-- Opening Marker --

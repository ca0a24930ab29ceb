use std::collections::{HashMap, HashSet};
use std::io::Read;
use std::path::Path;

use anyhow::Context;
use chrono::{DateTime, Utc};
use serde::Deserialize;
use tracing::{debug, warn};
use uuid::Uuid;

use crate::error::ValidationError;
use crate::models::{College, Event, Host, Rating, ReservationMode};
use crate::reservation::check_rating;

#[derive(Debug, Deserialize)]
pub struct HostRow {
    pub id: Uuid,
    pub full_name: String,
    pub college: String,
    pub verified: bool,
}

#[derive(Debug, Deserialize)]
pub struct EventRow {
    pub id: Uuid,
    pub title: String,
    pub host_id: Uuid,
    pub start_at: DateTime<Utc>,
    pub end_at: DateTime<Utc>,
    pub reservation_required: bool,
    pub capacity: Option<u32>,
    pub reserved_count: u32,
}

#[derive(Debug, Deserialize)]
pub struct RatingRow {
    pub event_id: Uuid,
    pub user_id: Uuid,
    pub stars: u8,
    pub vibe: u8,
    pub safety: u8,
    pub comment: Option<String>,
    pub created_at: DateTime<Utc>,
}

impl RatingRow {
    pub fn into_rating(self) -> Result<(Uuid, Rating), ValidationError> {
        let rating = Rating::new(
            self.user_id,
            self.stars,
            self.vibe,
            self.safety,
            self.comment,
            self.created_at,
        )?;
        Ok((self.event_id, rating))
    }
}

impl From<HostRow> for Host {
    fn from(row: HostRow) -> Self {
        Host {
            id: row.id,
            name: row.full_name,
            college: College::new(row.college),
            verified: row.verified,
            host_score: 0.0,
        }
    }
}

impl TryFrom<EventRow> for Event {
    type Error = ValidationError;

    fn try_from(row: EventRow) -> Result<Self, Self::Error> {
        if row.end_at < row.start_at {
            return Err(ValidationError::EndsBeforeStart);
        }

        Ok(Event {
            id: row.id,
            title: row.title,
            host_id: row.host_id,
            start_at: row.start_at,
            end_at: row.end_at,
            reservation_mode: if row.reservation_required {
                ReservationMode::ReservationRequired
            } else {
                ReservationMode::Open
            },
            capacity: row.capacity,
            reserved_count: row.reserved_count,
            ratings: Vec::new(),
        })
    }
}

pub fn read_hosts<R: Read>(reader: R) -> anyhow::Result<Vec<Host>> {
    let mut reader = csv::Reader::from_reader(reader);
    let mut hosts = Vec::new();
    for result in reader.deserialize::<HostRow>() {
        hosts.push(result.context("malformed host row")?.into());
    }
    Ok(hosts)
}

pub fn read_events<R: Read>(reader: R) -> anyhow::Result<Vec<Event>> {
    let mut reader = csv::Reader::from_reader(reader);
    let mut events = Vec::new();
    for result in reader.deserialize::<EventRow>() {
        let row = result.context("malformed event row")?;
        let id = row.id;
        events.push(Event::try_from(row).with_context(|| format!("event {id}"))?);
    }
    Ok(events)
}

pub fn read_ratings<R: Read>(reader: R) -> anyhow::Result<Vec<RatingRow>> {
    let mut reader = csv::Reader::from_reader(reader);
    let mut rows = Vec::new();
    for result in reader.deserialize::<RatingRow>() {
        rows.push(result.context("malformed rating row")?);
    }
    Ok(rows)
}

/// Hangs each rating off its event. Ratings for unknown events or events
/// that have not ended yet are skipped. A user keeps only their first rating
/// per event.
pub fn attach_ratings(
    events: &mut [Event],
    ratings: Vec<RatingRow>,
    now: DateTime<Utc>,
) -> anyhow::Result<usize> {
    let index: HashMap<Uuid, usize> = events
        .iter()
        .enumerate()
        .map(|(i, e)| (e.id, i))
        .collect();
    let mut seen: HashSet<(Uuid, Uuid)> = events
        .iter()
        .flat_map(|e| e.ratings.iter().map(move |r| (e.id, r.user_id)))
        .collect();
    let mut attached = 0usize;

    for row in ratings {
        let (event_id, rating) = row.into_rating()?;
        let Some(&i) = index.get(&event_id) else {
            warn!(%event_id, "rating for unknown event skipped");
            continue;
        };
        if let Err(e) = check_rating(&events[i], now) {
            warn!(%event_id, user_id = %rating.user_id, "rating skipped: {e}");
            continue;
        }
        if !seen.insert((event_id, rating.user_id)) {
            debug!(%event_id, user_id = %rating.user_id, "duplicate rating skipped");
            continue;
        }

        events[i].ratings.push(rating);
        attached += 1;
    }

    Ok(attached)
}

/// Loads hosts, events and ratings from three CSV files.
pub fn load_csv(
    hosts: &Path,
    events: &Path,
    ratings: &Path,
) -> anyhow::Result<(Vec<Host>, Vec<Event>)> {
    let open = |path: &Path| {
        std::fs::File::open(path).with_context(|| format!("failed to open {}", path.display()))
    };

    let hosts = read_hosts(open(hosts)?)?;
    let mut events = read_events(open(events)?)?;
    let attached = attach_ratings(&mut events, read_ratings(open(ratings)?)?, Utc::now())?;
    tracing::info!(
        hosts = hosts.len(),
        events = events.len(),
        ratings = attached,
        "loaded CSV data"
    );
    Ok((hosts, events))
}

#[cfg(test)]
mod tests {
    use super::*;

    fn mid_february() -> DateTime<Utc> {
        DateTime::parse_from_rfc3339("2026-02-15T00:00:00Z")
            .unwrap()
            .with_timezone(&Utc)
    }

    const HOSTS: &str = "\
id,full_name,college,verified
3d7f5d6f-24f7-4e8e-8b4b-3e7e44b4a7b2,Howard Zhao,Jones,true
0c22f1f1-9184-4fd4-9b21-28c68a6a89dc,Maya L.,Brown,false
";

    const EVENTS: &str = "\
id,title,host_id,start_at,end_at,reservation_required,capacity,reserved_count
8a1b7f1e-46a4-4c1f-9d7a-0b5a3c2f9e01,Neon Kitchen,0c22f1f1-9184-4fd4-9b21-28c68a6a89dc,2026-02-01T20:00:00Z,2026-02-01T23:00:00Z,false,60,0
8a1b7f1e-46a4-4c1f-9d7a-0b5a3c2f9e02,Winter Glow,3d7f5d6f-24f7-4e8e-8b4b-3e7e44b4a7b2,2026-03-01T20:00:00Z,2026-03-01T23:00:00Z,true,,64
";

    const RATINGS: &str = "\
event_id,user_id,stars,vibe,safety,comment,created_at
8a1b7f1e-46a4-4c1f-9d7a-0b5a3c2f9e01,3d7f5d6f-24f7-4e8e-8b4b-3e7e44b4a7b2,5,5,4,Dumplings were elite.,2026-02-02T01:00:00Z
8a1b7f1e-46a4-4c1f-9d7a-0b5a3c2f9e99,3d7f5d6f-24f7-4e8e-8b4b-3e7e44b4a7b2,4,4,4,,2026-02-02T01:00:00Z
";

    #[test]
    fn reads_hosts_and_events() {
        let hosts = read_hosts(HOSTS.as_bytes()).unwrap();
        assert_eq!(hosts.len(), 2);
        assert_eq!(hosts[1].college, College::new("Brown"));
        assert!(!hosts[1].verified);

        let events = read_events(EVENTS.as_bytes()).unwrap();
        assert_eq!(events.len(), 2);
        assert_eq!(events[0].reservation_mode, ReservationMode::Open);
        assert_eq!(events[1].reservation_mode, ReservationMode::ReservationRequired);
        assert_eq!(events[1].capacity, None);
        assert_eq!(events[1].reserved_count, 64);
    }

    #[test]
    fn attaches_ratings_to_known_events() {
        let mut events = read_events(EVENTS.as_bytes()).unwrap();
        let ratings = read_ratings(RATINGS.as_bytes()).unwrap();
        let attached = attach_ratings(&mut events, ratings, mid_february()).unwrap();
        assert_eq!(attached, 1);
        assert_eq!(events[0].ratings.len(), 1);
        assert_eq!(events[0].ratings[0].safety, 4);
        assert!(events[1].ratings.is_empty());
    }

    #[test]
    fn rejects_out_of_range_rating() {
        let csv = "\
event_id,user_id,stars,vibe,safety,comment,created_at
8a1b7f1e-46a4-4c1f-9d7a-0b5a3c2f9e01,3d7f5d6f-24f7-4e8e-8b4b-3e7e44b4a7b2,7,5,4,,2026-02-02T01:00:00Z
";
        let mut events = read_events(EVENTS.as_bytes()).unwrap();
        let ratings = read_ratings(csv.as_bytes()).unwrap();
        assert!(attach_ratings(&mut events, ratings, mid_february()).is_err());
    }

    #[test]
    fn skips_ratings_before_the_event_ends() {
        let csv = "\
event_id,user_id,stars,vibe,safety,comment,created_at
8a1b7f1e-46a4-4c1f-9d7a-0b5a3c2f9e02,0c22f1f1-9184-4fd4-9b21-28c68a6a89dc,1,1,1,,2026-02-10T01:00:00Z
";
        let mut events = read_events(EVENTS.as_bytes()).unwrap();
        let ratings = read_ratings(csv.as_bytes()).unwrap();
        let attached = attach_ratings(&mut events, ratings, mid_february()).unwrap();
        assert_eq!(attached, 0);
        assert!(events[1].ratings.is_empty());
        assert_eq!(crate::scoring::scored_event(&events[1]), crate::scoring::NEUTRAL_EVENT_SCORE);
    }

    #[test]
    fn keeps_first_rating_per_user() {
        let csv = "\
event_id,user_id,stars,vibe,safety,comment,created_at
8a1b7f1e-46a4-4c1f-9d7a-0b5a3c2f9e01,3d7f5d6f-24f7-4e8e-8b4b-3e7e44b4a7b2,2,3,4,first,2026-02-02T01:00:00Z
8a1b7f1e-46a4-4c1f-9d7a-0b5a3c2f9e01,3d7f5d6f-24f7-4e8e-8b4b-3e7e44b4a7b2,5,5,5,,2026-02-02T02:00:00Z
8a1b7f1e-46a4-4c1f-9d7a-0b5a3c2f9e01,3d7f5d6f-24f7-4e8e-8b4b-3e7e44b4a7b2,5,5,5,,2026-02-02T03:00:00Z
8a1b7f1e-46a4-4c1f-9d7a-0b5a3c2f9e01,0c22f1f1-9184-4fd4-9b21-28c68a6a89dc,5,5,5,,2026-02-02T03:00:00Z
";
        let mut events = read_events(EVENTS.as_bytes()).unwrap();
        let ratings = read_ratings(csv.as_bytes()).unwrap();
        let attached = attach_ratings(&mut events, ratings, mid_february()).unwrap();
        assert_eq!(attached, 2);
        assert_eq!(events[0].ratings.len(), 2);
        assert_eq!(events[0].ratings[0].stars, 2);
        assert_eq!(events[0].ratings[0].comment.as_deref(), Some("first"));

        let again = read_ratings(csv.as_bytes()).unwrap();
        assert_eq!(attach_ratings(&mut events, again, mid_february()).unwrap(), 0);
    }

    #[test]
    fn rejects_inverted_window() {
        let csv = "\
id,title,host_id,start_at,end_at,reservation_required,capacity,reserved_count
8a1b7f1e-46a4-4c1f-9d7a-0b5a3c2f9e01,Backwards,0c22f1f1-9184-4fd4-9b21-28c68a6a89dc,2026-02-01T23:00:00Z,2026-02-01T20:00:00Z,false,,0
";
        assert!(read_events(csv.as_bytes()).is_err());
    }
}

-- Closing Marker --
-- Opening Marker --

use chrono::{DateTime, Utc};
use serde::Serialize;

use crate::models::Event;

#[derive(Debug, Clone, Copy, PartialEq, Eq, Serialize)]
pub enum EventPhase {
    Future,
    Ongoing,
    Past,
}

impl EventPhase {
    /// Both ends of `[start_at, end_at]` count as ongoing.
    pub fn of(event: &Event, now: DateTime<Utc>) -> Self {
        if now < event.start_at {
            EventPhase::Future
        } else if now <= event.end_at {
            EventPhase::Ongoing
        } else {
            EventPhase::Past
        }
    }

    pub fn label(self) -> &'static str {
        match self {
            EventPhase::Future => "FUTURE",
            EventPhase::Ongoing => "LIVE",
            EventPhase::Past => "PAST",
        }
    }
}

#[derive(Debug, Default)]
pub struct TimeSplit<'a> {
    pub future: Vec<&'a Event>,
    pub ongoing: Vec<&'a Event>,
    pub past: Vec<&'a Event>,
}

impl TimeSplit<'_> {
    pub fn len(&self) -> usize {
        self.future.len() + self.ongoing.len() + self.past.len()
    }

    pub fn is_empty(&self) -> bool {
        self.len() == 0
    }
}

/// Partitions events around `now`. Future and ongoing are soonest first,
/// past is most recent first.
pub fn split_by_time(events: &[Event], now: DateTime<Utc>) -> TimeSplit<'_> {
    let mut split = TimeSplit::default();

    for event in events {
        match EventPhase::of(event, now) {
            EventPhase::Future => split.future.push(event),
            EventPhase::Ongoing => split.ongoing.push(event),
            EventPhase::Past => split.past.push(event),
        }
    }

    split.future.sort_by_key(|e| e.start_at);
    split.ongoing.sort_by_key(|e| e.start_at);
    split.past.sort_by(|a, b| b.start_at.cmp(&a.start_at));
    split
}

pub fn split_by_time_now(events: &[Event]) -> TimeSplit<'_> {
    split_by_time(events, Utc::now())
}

-- Closing Marker --
-- Opening Marker --

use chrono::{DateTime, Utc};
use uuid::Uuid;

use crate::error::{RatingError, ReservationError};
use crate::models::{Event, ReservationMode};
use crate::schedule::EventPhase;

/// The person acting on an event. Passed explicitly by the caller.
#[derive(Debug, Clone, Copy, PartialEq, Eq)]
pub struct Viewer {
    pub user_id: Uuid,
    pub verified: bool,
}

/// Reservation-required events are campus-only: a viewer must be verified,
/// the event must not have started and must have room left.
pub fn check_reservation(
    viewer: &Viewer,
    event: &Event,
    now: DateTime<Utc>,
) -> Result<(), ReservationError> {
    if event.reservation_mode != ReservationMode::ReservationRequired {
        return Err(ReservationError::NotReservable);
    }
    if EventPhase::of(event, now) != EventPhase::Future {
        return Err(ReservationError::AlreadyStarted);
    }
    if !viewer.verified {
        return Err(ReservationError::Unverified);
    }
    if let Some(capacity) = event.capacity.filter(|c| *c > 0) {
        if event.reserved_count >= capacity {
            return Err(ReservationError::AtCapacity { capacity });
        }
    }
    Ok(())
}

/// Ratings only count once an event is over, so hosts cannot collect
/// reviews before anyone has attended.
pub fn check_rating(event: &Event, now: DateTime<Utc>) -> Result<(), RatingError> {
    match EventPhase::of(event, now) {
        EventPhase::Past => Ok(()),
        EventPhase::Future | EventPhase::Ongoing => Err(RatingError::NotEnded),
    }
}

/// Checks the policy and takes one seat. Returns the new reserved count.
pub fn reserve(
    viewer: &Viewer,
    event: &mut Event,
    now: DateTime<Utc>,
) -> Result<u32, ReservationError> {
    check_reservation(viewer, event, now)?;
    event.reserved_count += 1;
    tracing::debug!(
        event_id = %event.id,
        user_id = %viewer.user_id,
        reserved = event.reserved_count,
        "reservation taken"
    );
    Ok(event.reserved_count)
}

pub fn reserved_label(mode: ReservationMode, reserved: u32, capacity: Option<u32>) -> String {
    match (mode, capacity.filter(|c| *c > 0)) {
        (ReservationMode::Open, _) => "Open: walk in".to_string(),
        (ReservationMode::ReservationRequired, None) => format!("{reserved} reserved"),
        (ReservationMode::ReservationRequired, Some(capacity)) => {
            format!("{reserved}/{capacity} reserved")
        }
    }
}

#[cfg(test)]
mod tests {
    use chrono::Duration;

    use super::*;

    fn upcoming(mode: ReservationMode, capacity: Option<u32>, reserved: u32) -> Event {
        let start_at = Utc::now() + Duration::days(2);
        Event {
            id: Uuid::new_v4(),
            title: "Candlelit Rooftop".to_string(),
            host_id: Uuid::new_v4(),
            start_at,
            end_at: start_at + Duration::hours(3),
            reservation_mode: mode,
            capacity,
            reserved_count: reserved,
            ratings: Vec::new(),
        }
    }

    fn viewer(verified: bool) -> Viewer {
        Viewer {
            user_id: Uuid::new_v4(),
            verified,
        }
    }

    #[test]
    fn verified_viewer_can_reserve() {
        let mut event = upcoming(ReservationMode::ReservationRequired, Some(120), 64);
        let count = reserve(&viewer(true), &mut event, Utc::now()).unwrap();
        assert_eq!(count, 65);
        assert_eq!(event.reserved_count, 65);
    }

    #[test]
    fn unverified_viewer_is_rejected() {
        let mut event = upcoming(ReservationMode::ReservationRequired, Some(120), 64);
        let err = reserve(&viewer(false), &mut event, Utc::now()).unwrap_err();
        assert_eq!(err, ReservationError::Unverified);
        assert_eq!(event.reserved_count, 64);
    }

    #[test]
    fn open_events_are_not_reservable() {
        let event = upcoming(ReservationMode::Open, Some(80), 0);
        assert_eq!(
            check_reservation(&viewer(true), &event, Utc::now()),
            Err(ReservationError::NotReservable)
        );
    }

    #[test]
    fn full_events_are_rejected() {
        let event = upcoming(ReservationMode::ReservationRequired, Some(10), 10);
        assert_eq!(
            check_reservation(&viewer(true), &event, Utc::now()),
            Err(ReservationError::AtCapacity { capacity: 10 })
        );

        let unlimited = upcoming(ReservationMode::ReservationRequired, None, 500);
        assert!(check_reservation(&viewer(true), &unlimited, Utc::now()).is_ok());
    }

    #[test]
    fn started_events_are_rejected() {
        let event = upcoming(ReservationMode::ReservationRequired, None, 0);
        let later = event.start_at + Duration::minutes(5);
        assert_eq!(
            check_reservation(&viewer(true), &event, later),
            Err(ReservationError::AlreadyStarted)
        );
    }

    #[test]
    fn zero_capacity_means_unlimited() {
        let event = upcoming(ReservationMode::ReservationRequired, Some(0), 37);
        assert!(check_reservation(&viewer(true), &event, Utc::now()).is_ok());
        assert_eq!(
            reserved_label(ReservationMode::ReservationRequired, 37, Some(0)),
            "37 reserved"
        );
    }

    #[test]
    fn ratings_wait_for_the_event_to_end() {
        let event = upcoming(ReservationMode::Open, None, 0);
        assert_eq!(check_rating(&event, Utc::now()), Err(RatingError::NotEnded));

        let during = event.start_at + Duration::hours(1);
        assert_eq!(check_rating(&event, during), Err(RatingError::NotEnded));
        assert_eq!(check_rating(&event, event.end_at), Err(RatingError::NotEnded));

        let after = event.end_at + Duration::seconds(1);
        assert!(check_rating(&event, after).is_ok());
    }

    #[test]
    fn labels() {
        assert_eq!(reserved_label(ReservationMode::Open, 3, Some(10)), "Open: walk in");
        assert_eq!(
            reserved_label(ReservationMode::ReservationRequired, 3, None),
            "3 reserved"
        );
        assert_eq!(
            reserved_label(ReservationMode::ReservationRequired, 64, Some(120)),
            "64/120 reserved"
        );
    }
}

-- Closing Marker --

= Task description =
Please go through the listing and return each line that has "only" in it.

= Answer section =
/// that have not ended yet are skipped. A user keeps only their first rating
/// Reservation-required events are campus-only: a viewer must be verified,
/// Ratings only count once an event is over, so hosts cannot collect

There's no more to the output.